Uitspraak
1.Procesverloop in cassatie
2.Beoordeling van het cassatiemiddel
3.Beslissing
14 januari 2025.
Hoge Raad
In deze zaak heeft de Hoge Raad op 14 januari 2025 uitspraak gedaan in een cassatieprocedure tegen een beslissing van het gerechtshof 's-Hertogenbosch van 17 januari 2023. De zaak betreft een vordering tot ontneming van wederrechtelijk verkregen voordeel van de betrokkene, die in 1971 is geboren. De betrokkene had een grote hoeveelheid hennep in bezit, wat leidde tot de vordering tot profijtontneming. De advocaat van de betrokkene, L.P.H. Hameleers, heeft een cassatiemiddel ingediend, waarop de advocaat-generaal B.F. Keulen heeft geconcludeerd tot verwerping van het beroep. De raadsman van de betrokkene heeft schriftelijk gereageerd op deze conclusie.

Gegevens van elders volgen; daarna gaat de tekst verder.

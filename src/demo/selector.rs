//! The selector loop: every iteration races a send on a rendezvous channel
//! (`chToWrite`) against a receive from a buffered, preloaded channel
//! (`chToRead`). With nobody reading `chToWrite`, only the receive can
//! commit, so the loop drains the preloaded values in order.

use std::future::IntoFuture;
use std::sync::atomic::{AtomicUsize, Ordering};
use std::sync::Arc;
use std::time::Duration;

use tracing::debug;

use super::{guard, DemoError, Transcript};
use crate::chan::Chan;
use crate::config::{Evaluation, SelectorConfig};
use crate::select::select;

#[derive(Debug, Clone, Default, PartialEq, Eq)]
pub struct SelectorReport {
    /// Values received from `chToRead`, in order.
    pub reads: Vec<i32>,
    /// Number of iterations where the send case committed.
    pub writes: usize,
    /// How many times the send operand was evaluated.
    pub evaluations: usize,
    /// Values the optional reader task took from `chToWrite`.
    pub drained: Vec<i32>,
}

enum Picked {
    Wrote,
    Read(Option<i32>),
}

fn evaluate(value: i32, out: &Transcript, evaluations: &AtomicUsize) -> i32 {
    out.line("evaluating");
    evaluations.fetch_add(1, Ordering::SeqCst);
    value
}

pub async fn run(
    config: &SelectorConfig,
    stall: Duration,
    out: &Transcript,
) -> Result<SelectorReport, DemoError> {
    let to_write: Chan<i32> = Chan::new(0);
    let to_read: Chan<i32> = Chan::new(config.read_capacity);

    for &value in &config.preload {
        guard("preloading chToRead", stall, to_read.send(value))
            .await?
            .map_err(|_| DemoError::Closed("chToRead"))?;
    }

    let reader = config.with_reader.then(|| {
        let rx = to_write.clone();
        tokio::spawn(async move {
            let mut drained = Vec::new();
            while let Some(value) = rx.recv().await {
                drained.push(value);
            }
            drained
        })
    });

    let evaluations = Arc::new(AtomicUsize::new(0));
    let mut report = SelectorReport::default();

    for iteration in 0..config.iterations {
        let chosen = match config.evaluation {
            Evaluation::Eager => {
                let value = evaluate(config.evaluated, out, &evaluations);
                select()
                    .send(&to_write, value, || Picked::Wrote)
                    .recv(&to_read, Picked::Read)
            }
            Evaluation::Lazy => {
                let value = config.evaluated;
                let out = out.clone();
                let evaluations = Arc::clone(&evaluations);
                select()
                    .send_with(
                        &to_write,
                        move || evaluate(value, &out, &evaluations),
                        || Picked::Wrote,
                    )
                    .recv(&to_read, Picked::Read)
            }
        };

        match guard("selector loop", stall, chosen.into_future()).await?? {
            Picked::Wrote => {
                out.line("wrote to chToWrite");
                report.writes += 1;
            }
            Picked::Read(Some(value)) => {
                out.line(format!("read from chToRead {}", value));
                report.reads.push(value);
            }
            Picked::Read(None) => return Err(DemoError::Closed("chToRead")),
        }
        debug!(iteration, writes = report.writes, reads = report.reads.len(), "selector iteration done");
    }

    if let Some(reader) = reader {
        to_write.close()?;
        report.drained = guard("draining chToWrite", stall, reader).await??;
    }

    report.evaluations = evaluations.load(Ordering::SeqCst);
    Ok(report)
}

#[cfg(test)]
mod tests {
    use super::*;

    const LIMIT: Duration = Duration::from_secs(5);

    #[tokio::test]
    async fn eager_loop_reads_preload_in_order() {
        let out = Transcript::silent();
        let report = run(&SelectorConfig::default(), LIMIT, &out).await.unwrap();

        assert_eq!(report.reads, vec![1, 2, 3]);
        assert_eq!(report.writes, 0);
        assert_eq!(report.evaluations, 3);
        assert_eq!(
            out.lines(),
            vec![
                "evaluating",
                "read from chToRead 1",
                "evaluating",
                "read from chToRead 2",
                "evaluating",
                "read from chToRead 3",
            ]
        );
    }

    #[tokio::test]
    async fn lazy_loop_never_evaluates_unchosen_send() {
        let config = SelectorConfig {
            evaluation: Evaluation::Lazy,
            ..SelectorConfig::default()
        };
        let out = Transcript::silent();
        let report = run(&config, LIMIT, &out).await.unwrap();

        assert_eq!(report.reads, vec![1, 2, 3]);
        assert_eq!(report.evaluations, 0);
        assert_eq!(out.count("evaluating"), 0);
        assert_eq!(out.count("wrote to chToWrite"), 0);
    }

    #[tokio::test(flavor = "multi_thread", worker_threads = 4)]
    async fn racing_reader_commits_one_case_per_iteration() {
        for evaluation in [Evaluation::Eager, Evaluation::Lazy] {
            let config = SelectorConfig {
                iterations: 20,
                evaluation,
                with_reader: true,
                ..SelectorConfig::default()
            };
            let out = Transcript::silent();
            let report = run(&config, LIMIT, &out).await.unwrap();

            assert_eq!(report.writes + report.reads.len(), 20);
            // each preloaded value is read at most once, in FIFO order
            assert_eq!(report.reads, config.preload[..report.reads.len()].to_vec());
            assert_eq!(report.drained, vec![42; report.writes]);
            assert_eq!(out.count("wrote to chToWrite"), report.writes);

            match evaluation {
                Evaluation::Eager => assert_eq!(report.evaluations, 20),
                Evaluation::Lazy => assert_eq!(report.evaluations, report.writes),
            }
        }
    }

    #[tokio::test(start_paused = true)]
    async fn loop_without_reader_stalls_once_preload_runs_out() {
        let config = SelectorConfig {
            iterations: 4,
            ..SelectorConfig::default()
        };
        let out = Transcript::silent();
        let err = run(&config, Duration::from_millis(50), &out).await.unwrap_err();

        assert!(matches!(err, DemoError::Stalled { what: "selector loop", .. }));
        assert_eq!(out.count("evaluating"), 4);
    }
}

De Hoge Raad heeft de klachten over de uitspraak van het hof beoordeeld en geconcludeerd dat deze klachten niet kunnen leiden tot vernietiging van de uitspraak. De Hoge Raad heeft in zijn beoordeling geen motivering hoeven geven, omdat de vragen die aan de orde waren niet van belang zijn voor de eenheid of de ontwikkeling van het recht, zoals vermeld in artikel 81 lid 1 van de Wet op de rechterlijke organisatie. Uiteindelijk heeft de Hoge Raad het beroep verworpen, waarmee de beslissing van het gerechtshof in stand blijft.